By daylight gate I first saw him, the boy climbing out of the stone pit in Goldshaw. The sinking sun set his fair hair alight. Slender, he was, and so young and beautiful. Pure, too. No meanness on him. No spite or evil. I knew straight off that he wouldn’t spit at me for being a barefoot beggar woman. Wouldn’t curse at me or try to shove me into the ditch. There was something in his eyes—a gentleness, a knowing. When he looked at me, my hurting knees turned to butter. When he smiled, I melted to my core, my heart bumping and thumping till I fair fainted away.
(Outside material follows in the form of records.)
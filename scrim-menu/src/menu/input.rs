//! Input routing for containers.
//!
//! A menu runs hit-test, drag and toggle logic on itself first, then fans
//! the same message out to every child. The fan-out is unconditional — a
//! hidden control still sees release messages so transient press state
//! cannot leak — except that a consumed toggle returns immediately, skipping
//! the toggling menu's own children for that pass.
//!
//! Sibling exclusivity is enforced by the owner of the sibling collection:
//! this menu for its child submenus, the context for root menus.

use scrim_core::{InputMessage, MessageKind, Point, Rect};

use crate::component::Item;
use crate::event::ChangeEvent;
use crate::theme::Theme;

use super::Menu;

/// What one dispatch pass over a component produced.
#[derive(Default)]
pub(crate) struct InputOutcome {
    /// This menu flipped open; the owner must collapse its siblings.
    pub toggled_open: bool,
    /// Change events from this subtree, already delivered to subscribers
    /// at and below the container they originated in.
    pub events: Vec<ChangeEvent>,
}

impl Menu {
    pub(crate) fn on_input(
        &mut self,
        message: &InputMessage,
        theme: &dyn Theme,
        anchor: &mut Point,
    ) -> InputOutcome {
        let mut outcome = InputOutcome::default();

        // A release drops the drag no matter where the cursor is.
        if message.kind == MessageKind::PointerUp {
            self.drag = None;
        }

        if self.visible {
            if message.kind == MessageKind::PointerMove
                && let Some(offset) = self.drag
            {
                *anchor = Point::new(message.cursor.x - offset.x, message.cursor.y - offset.y);
            }

            let header = Rect::new(
                self.position.x,
                self.position.y,
                self.slot_width,
                theme.container_height(),
            );
            if header.contains(message.cursor) {
                if message.kind == MessageKind::PointerDown {
                    self.drag = Some(Point::new(
                        message.cursor.x - anchor.x,
                        message.cursor.y - anchor.y,
                    ));
                }
                self.hovering = true;
                if message.kind == MessageKind::PointerDown && !self.children.is_empty() {
                    let open = !self.toggled;
                    self.set_toggled(open);
                    log::trace!("menu '{}' toggled {}", self.name, open);
                    outcome.toggled_open = open;
                    // Short-circuit: the toggling menu's own children do not
                    // see this message.
                    return outcome;
                }
            } else {
                self.hovering = false;
            }
        }

        self.dispatch_to_children(message, theme, anchor, &mut outcome);
        outcome
    }

    fn dispatch_to_children(
        &mut self,
        message: &InputMessage,
        theme: &dyn Theme,
        anchor: &mut Point,
        outcome: &mut InputOutcome,
    ) {
        for i in 0..self.children.len() {
            let (toggled_open, events) = match &mut self.children[i] {
                Item::Menu(menu) => {
                    let child = menu.on_input(message, theme, anchor);
                    (child.toggled_open, child.events)
                }
                Item::Control(control) => {
                    let mut events = Vec::new();
                    if let Some(value) = control.on_input(message, theme) {
                        log::debug!("'{}' changed in '{}'", control.name(), self.name);
                        events.push(ChangeEvent {
                            source: control.name().to_string(),
                            container: self.name.clone(),
                            value,
                        });
                    }
                    (false, events)
                }
            };

            if toggled_open {
                for j in 0..self.children.len() {
                    if j != i
                        && let Item::Menu(sibling) = &mut self.children[j]
                    {
                        sibling.set_toggled(false);
                    }
                }
            }

            for event in events {
                self.fire(&event);
                outcome.events.push(event);
            }
        }
    }
}
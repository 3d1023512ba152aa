//! Geometry-only reference theme.
//!
//! Computes widths from text metrics and leaves drawing to trace logging.
//! Used by tests and as the fallback when an embedder has not supplied a
//! real backend yet.

use unicode_width::UnicodeWidthStr;

use crate::menu::Menu;
use crate::values::{Control, ValueKind};

use super::Theme;

/// Reserved row width for a slider's track.
const SLIDER_TRACK: i32 = 100;
/// Reserved row width for a list's cycle arrows.
const LIST_ARROWS: i32 = 24;
/// Reserved row width for a keybind's key box.
const KEY_BOX: i32 = 48;
/// Reserved row width for a checkbox glyph.
const CHECK_BOX: i32 = 16;

#[derive(Debug, Clone)]
pub struct BasicTheme {
    char_width: i32,
    row_height: i32,
    padding: i32,
}

impl BasicTheme {
    pub fn new() -> Self {
        Self {
            char_width: 8,
            row_height: 24,
            padding: 10,
        }
    }

    fn label_width(&self, text: &str) -> i32 {
        UnicodeWidthStr::width(text) as i32 * self.char_width + self.padding * 2
    }
}

impl Default for BasicTheme {
    fn default() -> Self {
        Self::new()
    }
}

impl Theme for BasicTheme {
    fn container_height(&self) -> i32 {
        self.row_height
    }

    fn menu_width(&self, menu: &Menu) -> i32 {
        // Label plus a square cell for the expansion arrow.
        self.label_width(menu.display_name()) + self.row_height
    }

    fn control_width(&self, control: &Control) -> i32 {
        let extra = match control.kind() {
            ValueKind::Slider => SLIDER_TRACK,
            ValueKind::List => LIST_ARROWS,
            ValueKind::Keybind => KEY_BOX,
            ValueKind::Checkbox => CHECK_BOX,
            ValueKind::Button | ValueKind::Separator => 0,
        };
        self.label_width(control.display_name()) + extra
    }

    fn draw_menu(&mut self, menu: &Menu) {
        let position = menu.position();
        log::trace!(
            "menu '{}' at ({}, {}) toggled={}",
            menu.name(),
            position.x,
            position.y,
            menu.toggled()
        );
    }

    fn draw_control(&mut self, control: &Control) {
        let position = control.position();
        log::trace!(
            "{} '{}' at ({}, {})",
            control.kind(),
            control.name(),
            position.x,
            position.y
        );
    }
}
impl ControlState {
    pub fn kind(&self) -> ValueKind {
        match self {
            ControlState::Slider(_) => ValueKind::Slider,
            ControlState::Checkbox(_) => ValueKind::Checkbox,
            ControlState::List(_) => ValueKind::List,
            ControlState::Keybind(_) => ValueKind::Keybind,
            ControlState::Button(_) => ValueKind::Button,
            ControlState::Separator => ValueKind::Separator,
        }
    }

    /// Whether this kind participates in persistence.
    pub(crate) fn persisted(&self) -> bool {
        !matches!(self, ControlState::Button(_) | ControlState::Separator)
    }

    pub(crate) fn to_stored(&self) -> Option<Value> {
        match self {
            ControlState::Slider(slider) => Some(Value::from(slider.value())),
            ControlState::Checkbox(checkbox) => Some(Value::from(checkbox.checked())),
            ControlState::List(list) => Some(Value::from(list.index() as u64)),
            ControlState::Keybind(keybind) => serde_json::to_value(keybind.value()).ok(),
            ControlState::Button(_) | ControlState::Separator => None,
        }
    }

    /// Apply a persisted value, clamping it into the control's current
    /// constraints instead of rejecting it.
    pub(crate) fn apply_stored(&mut self, value: Value) -> Result<(), StoreError> {
        match self {
            ControlState::Slider(slider) => {
                slider.set_value(serde_json::from_value(value)?);
            }
            ControlState::Checkbox(checkbox) => {
                checkbox.set_checked(serde_json::from_value(value)?);
            }
            ControlState::List(list) => {
                list.set_index(serde_json::from_value(value)?);
            }
            ControlState::Keybind(keybind) => {
                keybind.restore(serde_json::from_value(value)?);
            }
            ControlState::Button(_) | ControlState::Separator => {}
        }
        Ok(())
    }

    /// Transplant a previous generation's value, applying the current
    /// constraints. Mismatched kinds are ignored.
    pub fn extract(&mut self, previous: &ControlState) {
        match (self, previous) {
            (ControlState::Slider(new), ControlState::Slider(old)) => new.extract(old),
            (ControlState::Checkbox(new), ControlState::Checkbox(old)) => new.extract(old),
            (ControlState::List(new), ControlState::List(old)) => new.extract(old),
            (ControlState::Keybind(new), ControlState::Keybind(old)) => new.extract(old),
            (new, old) => {
                log::debug!(
                    "extract skipped: kind changed from {} to {}",
                    old.kind(),
                    new.kind()
                );
            }
        }
    }
}
//! Action button.

use std::fmt;

/// State for a button control: a press callback and a one-frame pressed
/// flash for the theme to render. Buttons hold no persisted value.
pub struct ButtonState {
    action: Box<dyn FnMut()>,
    pressed: bool,
}

impl ButtonState {
    pub fn new(action: impl FnMut() + 'static) -> Self {
        Self {
            action: Box::new(action),
            pressed: false,
        }
    }

    /// Whether the button was pressed since the last update tick.
    pub fn pressed(&self) -> bool {
        self.pressed
    }

    pub(crate) fn press(&mut self) {
        self.pressed = true;
        (self.action)();
    }

    /// Decay the one-frame pressed flash.
    pub(crate) fn settle(&mut self) {
        self.pressed = false;
    }
}

impl fmt::Debug for ButtonState {
    fn fmt(&self, f: &mut fmt::Formatter<'_>) -> fmt::Result {
        f.debug_struct("ButtonState")
            .field("pressed", &self.pressed)
            .finish_non_exhaustive()
    }
}
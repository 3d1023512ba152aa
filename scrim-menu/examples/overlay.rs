//! Terminal demo host.
//!
//! Renders the menu tree into a raw-mode terminal, one cell per "pixel", and
//! pumps crossterm events through the context. Click headers to expand,
//! drag a header to move the surface, press 'q' to quit.

use std::io::{Stdout, Write, stdout};
use std::time::Duration;

use crossterm::event::{self, DisableMouseCapture, EnableMouseCapture, Event, KeyCode};
use crossterm::style::Print;
use crossterm::terminal::{
    Clear, ClearType, EnterAlternateScreen, LeaveAlternateScreen, disable_raw_mode,
    enable_raw_mode,
};
use crossterm::{cursor, execute, queue};
use simplelog::{Config, LevelFilter, WriteLogger};
use unicode_width::UnicodeWidthStr;

use scrim_menu::prelude::*;
use scrim_menu::values::ControlState;

/// Theme drawing each component as one row of terminal cells.
struct TerminalTheme {
    out: Stdout,
}

impl TerminalTheme {
    fn new() -> Self {
        Self { out: stdout() }
    }

    fn put(&mut self, x: i32, y: i32, text: &str) {
        if x < 0 || y < 0 {
            return;
        }
        let _ = queue!(self.out, cursor::MoveTo(x as u16, y as u16), Print(text));
    }
}

impl Theme for TerminalTheme {
    fn container_height(&self) -> i32 {
        1
    }

    fn menu_width(&self, menu: &Menu) -> i32 {
        UnicodeWidthStr::width(menu.display_name()) as i32 + 4
    }

    fn control_width(&self, control: &Control) -> i32 {
        let extra = match control.kind() {
            ValueKind::Slider => 18,
            ValueKind::List => 12,
            ValueKind::Keybind => 10,
            ValueKind::Checkbox => 4,
            ValueKind::Button | ValueKind::Separator => 2,
        };
        UnicodeWidthStr::width(control.display_name()) as i32 + extra
    }

    fn draw_menu(&mut self, menu: &Menu) {
        let arrow = if menu.toggled() { "▾" } else { "▸" };
        let marker = if menu.hovering() { ">" } else { " " };
        let label = format!("{marker}{} {arrow}", menu.display_name());
        let position = menu.position();
        self.put(position.x, position.y, &label);
    }

    fn draw_control(&mut self, control: &Control) {
        let label = match control.state() {
            ControlState::Slider(slider) => {
                let span = (slider.max() - slider.min()).max(1);
                let filled = ((slider.value() - slider.min()) * 10 / span) as usize;
                format!(
                    "{} [{}{}] {}",
                    control.display_name(),
                    "#".repeat(filled),
                    "-".repeat(10 - filled),
                    slider.value()
                )
            }
            ControlState::Checkbox(checkbox) => {
                let mark = if checkbox.checked() { "x" } else { " " };
                format!("{} [{mark}]", control.display_name())
            }
            ControlState::List(list) => {
                format!("{} ‹ {} ›", control.display_name(), list.selected().unwrap_or("-"))
            }
            ControlState::Keybind(keybind) => {
                let key = if keybind.capturing() {
                    "...".to_string()
                } else {
                    keybind.key().map_or("unset".to_string(), |key| format!("{key:?}"))
                };
                let state = if keybind.active() { "*" } else { " " };
                format!("{} [{key}]{state}", control.display_name())
            }
            ControlState::Button(button) => {
                if button.pressed() {
                    format!("({}!)", control.display_name())
                } else {
                    format!("({})", control.display_name())
                }
            }
            ControlState::Separator => "─".repeat(control.slot_width().max(2) as usize),
        };
        let position = control.position();
        self.put(position.x, position.y, &label);
    }
}

fn build_menus(ctx: &mut MenuContext) -> Result<(), MenuError> {
    let mut combat = Menu::root("combat", "Combat");
    combat.add(Control::slider("range", "Range", 500, 0, 1000))?;
    combat.add(Control::keybind("toggle", "Active", Some(Key::Char(' ')), KeybindMode::Toggle))?;

    let mut harass = Menu::new("harass", "Harass");
    harass.add(Control::checkbox("enabled", "Enabled", true))?;
    harass.add(Control::slider("mana", "Min Mana", 40, 0, 100))?;
    combat.add(harass)?;
    ctx.attach(combat)?;

    let mut display = Menu::root("display", "Display");
    display.add(Control::list(
        "skin",
        "Skin",
        vec!["Classic".into(), "Dark".into(), "Light".into()],
        0,
    ))?;
    display.add(Control::separator("sep", ""))?;
    display.add(Control::button("reset", "Reset", || log::info!("reset pressed")))?;
    ctx.attach(display)?;

    ctx.root_mut("combat")
        .expect("combat root attached")
        .on_change(|event| log::info!("{} changed in {}", event.source, event.container));
    Ok(())
}

fn main() -> std::io::Result<()> {
    if let Ok(log_file) = std::fs::File::create("overlay-demo.log") {
        let _ = WriteLogger::init(LevelFilter::Debug, Config::default(), log_file);
    }

    let store = JsonFileStore::default_location("scrim-demo")
        .unwrap_or_else(|| JsonFileStore::new(".scrim-demo"));
    let mut ctx = MenuContext::new("demo", TerminalTheme::new(), store);
    ctx.set_anchor(Point::new(2, 1));
    build_menus(&mut ctx).expect("menu construction");

    enable_raw_mode()?;
    execute!(stdout(), EnterAlternateScreen, EnableMouseCapture, cursor::Hide)?;

    let mut cursor_at = Point::ZERO;
    'frame: loop {
        while event::poll(Duration::ZERO)? {
            let event = event::read()?;
            if let Event::Key(key) = &event
                && key.code == KeyCode::Char('q')
            {
                break 'frame;
            }
            if let Some(message) = InputMessage::from_event(&event, cursor_at) {
                cursor_at = message.cursor;
                ctx.dispatch(&message);
            }
        }

        execute!(stdout(), Clear(ClearType::All))?;
        ctx.draw();
        ctx.update();
        stdout().flush()?;
        std::thread::sleep(Duration::from_millis(16));
    }

    if let Err(errors) = ctx.save_all() {
        log::warn!("{errors}");
    }

    execute!(stdout(), cursor::Show, DisableMouseCapture, LeaveAlternateScreen)?;
    disable_raw_mode()?;
    Ok(())
}
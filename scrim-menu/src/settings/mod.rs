//! Persistence: path derivation, the store contract and reference backends.
//!
//! The tree computes a [`SettingsPath`] for every component by walking the
//! containment hierarchy during a load/save pass and hands it to a
//! [`SettingsStore`]. The store decides how paths map onto actual storage.

mod json;
mod memory;

pub use json::JsonFileStore;
pub use memory::MemoryStore;

use std::fmt;

use serde_json::Value;
use thiserror::Error;

/// Namespace a settings path is rooted under.
#[derive(Debug, Clone, PartialEq, Eq)]
pub enum Namespace {
    /// Settings shared across embedding modules.
    Shared,
    /// Settings owned by one embedding module.
    Module(String),
}

/// Hierarchical key under which a component's values persist: a namespace
/// plus one segment per ancestor (`name + unique_suffix`, root first).
#[derive(Debug, Clone, PartialEq, Eq)]
pub struct SettingsPath {
    namespace: Namespace,
    segments: Vec<String>,
}

impl SettingsPath {
    pub fn module(name: impl Into<String>) -> Self {
        Self {
            namespace: Namespace::Module(name.into()),
            segments: Vec::new(),
        }
    }

    pub fn shared() -> Self {
        Self {
            namespace: Namespace::Shared,
            segments: Vec::new(),
        }
    }

    pub fn namespace(&self) -> &Namespace {
        &self.namespace
    }

    pub fn segments(&self) -> &[String] {
        &self.segments
    }

    pub(crate) fn push(&mut self, segment: String) {
        self.segments.push(segment);
    }

    pub fn join(&self, segment: impl Into<String>) -> Self {
        let mut path = self.clone();
        path.push(segment.into());
        path
    }

    /// Flat rendering for diagnostics and flat-keyed stores.
    pub fn render(&self) -> String {
        let namespace = match &self.namespace {
            Namespace::Shared => "shared".to_string(),
            Namespace::Module(module) => format!("module:{module}"),
        };
        let mut rendered = namespace;
        for segment in &self.segments {
            rendered.push('/');
            rendered.push_str(segment);
        }
        rendered
    }
}

impl fmt::Display for SettingsPath {
    fn fmt(&self, f: &mut fmt::Formatter<'_>) -> fmt::Result {
        f.write_str(&self.render())
    }
}

/// Store contract consumed by the tree.
///
/// Absence on load is not an error; the control keeps its default.
pub trait SettingsStore {
    fn load(&self, path: &SettingsPath, key: &str) -> Result<Option<Value>, StoreError>;
    fn save(&mut self, path: &SettingsPath, key: &str, value: &Value) -> Result<(), StoreError>;
}

/// Errors produced by store backends.
#[derive(Debug, Error)]
pub enum StoreError {
    #[error("io: {0}")]
    Io(#[from] std::io::Error),
    #[error("malformed stored value: {0}")]
    Format(#[from] serde_json::Error),
}

/// One failed persisted read or write, collected during a recursive pass.
#[derive(Debug)]
pub struct PersistenceFailure {
    pub path: String,
    pub key: String,
    pub error: StoreError,
}

impl PersistenceFailure {
    pub(crate) fn new(path: &SettingsPath, key: String, error: StoreError) -> Self {
        Self {
            path: path.render(),
            key,
            error,
        }
    }
}

/// Batch of per-node persistence failures from one load/save pass. A failure
/// on one subtree never aborts the fan-out to its siblings; everything that
/// went wrong arrives here together.
#[derive(Debug, Error)]
#[error("{} persisted value(s) failed", .failures.len())]
pub struct PersistenceErrors {
    pub failures: Vec<PersistenceFailure>,
}

impl PersistenceErrors {
    pub(crate) fn into_result(failures: Vec<PersistenceFailure>) -> Result<(), PersistenceErrors> {
        if failures.is_empty() {
            Ok(())
        } else {
            Err(PersistenceErrors { failures })
        }
    }
}
//! Documentation tree and page model.
//!
//! Pages are stored in a flat `Vec<Page>` with a name index, giving O(1)
//! lookups by name and insertion-order traversal. Subpage relationships are
//! expressed by name so a page can be built before its children exist.

use std::collections::{BTreeSet, HashMap};
use std::path::PathBuf;

use crate::symbol::Symbol;

/// A resolved link: URL path plus display title.
///
/// URL paths use `/` separators on every platform and are relative to the
/// owning page's output subfolder.
#[derive(Clone, Debug, Default, PartialEq, Eq)]
pub struct Link {
    /// Path component of the link (e.g. `"page.html"`, `"page.html#anchor"`).
    pub url_path: String,
    /// Display title of the link target.
    pub title: String,
}

impl Link {
    /// Create a new link.
    #[must_use]
    pub fn new(url_path: impl Into<String>, title: impl Into<String>) -> Self {
        Self {
            url_path: url_path.into(),
            title: title.into(),
        }
    }
}

/// Per-page HTML output attributes.
///
/// Extensions may register additional assets here during the page-formatting
/// hook, before the page is serialized.
#[derive(Clone, Debug, Default, PartialEq, Eq)]
pub struct OutputAttrs {
    /// Stylesheet references to include in the rendered page.
    pub stylesheets: BTreeSet<String>,
}

/// A page of the documentation tree.
#[derive(Clone, Debug, PartialEq, Eq)]
pub struct Page {
    /// Tree-unique name used to resolve subpage references.
    pub name: String,
    /// Identity key of the originating source file; unique per page.
    pub source_file: PathBuf,
    /// Page title, if one was extracted.
    pub title: Option<String>,
    /// Languages this page is rendered for; the first entry is primary.
    pub languages: Vec<String>,
    /// Identifier of the extension that owns this page.
    pub extension: String,
    /// True for pages that start an index subtree.
    pub is_root: bool,
    /// Ordered names of child pages.
    pub subpages: Vec<String>,
    /// Symbols documented on this page, in page order.
    pub symbols: Vec<Symbol>,
    /// Resolved link to this page's output file.
    pub link: Link,
    /// HTML output attributes, mutable until the page is serialized.
    pub output_attrs: OutputAttrs,
}

impl Page {
    /// Create a page with the given name, source file and owning extension.
    #[must_use]
    pub fn new(
        name: impl Into<String>,
        source_file: impl Into<PathBuf>,
        extension: impl Into<String>,
    ) -> Self {
        Self {
            name: name.into(),
            source_file: source_file.into(),
            title: None,
            languages: Vec::new(),
            extension: extension.into(),
            is_root: false,
            subpages: Vec::new(),
            symbols: Vec::new(),
            link: Link::default(),
            output_attrs: OutputAttrs::default(),
        }
    }

    /// Set the page title.
    #[must_use]
    pub fn with_title(mut self, title: impl Into<String>) -> Self {
        self.title = Some(title.into());
        self
    }

    /// Set the resolved output link.
    #[must_use]
    pub fn with_link(mut self, link: Link) -> Self {
        self.link = link;
        self
    }

    /// Set the language list; the first entry is the primary language.
    #[must_use]
    pub fn with_languages(mut self, languages: Vec<String>) -> Self {
        self.languages = languages;
        self
    }

    /// Set the ordered subpage names.
    #[must_use]
    pub fn with_subpages(mut self, subpages: Vec<String>) -> Self {
        self.subpages = subpages;
        self
    }

    /// Set the symbol list.
    #[must_use]
    pub fn with_symbols(mut self, symbols: Vec<Symbol>) -> Self {
        self.symbols = symbols;
        self
    }

    /// Mark this page as an index root.
    #[must_use]
    pub fn as_root(mut self) -> Self {
        self.is_root = true;
        self
    }
}

/// The rendered documentation tree.
#[derive(Debug, Default)]
pub struct DocTree {
    pages: Vec<Page>,
    name_index: HashMap<String, usize>,
}

impl DocTree {
    /// Create an empty tree.
    #[must_use]
    pub fn new() -> Self {
        Self::default()
    }

    /// Add a page to the tree.
    ///
    /// A page with the same name replaces the existing entry in place,
    /// keeping its position in traversal order.
    pub fn add_page(&mut self, page: Page) {
        if let Some(&index) = self.name_index.get(&page.name) {
            self.pages[index] = page;
        } else {
            self.name_index.insert(page.name.clone(), self.pages.len());
            self.pages.push(page);
        }
    }

    /// Resolve a page by name.
    #[must_use]
    pub fn page(&self, name: &str) -> Option<&Page> {
        self.name_index.get(name).map(|&i| &self.pages[i])
    }

    /// Resolve a page by name, mutably.
    pub fn page_mut(&mut self, name: &str) -> Option<&mut Page> {
        let index = *self.name_index.get(name)?;
        Some(&mut self.pages[index])
    }

    /// Iterate over all pages in insertion order.
    pub fn pages(&self) -> impl Iterator<Item = &Page> {
        self.pages.iter()
    }

    /// Iterate over index-root pages in insertion order.
    pub fn roots(&self) -> impl Iterator<Item = &Page> {
        self.pages.iter().filter(|page| page.is_root)
    }

    /// Number of pages in the tree.
    #[must_use]
    pub fn len(&self) -> usize {
        self.pages.len()
    }

    /// True if the tree has no pages.
    #[must_use]
    pub fn is_empty(&self) -> bool {
        self.pages.is_empty()
    }
}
What would a lad like that want with a fifty-year-old widow like me?

The month of May, it was, but cold of an evening. His coat was half black, half brown. I thought to myself that he must be poor like me, left to stitch his clothes together from mismatched rags. He reached out his hand, as though making to greet an old friend.

“Elizabeth,” he said. “My own Bess.” The names by which I was known when a girl with a slender waist and strong legs and rippling chestnut hair. How did he know my true name? Even then I was known to most as Demdike. The boy smiled wide with clean white teeth, none of them missing, and his eyes had a devilish spark in them, as though I were still that young woman with skin like new milk.

“Well, well,” said I, for I was never one to stay silent for long. “You know my name, so you do. What’s yours then?”

“Tibb,” he said.

“Your family name.” I nodded to myself, though I knew of no Tibbs living anywhere in Pendle Forest. “But what of your Christian name?” After all, I thought, he knew me by mine, God only knew how.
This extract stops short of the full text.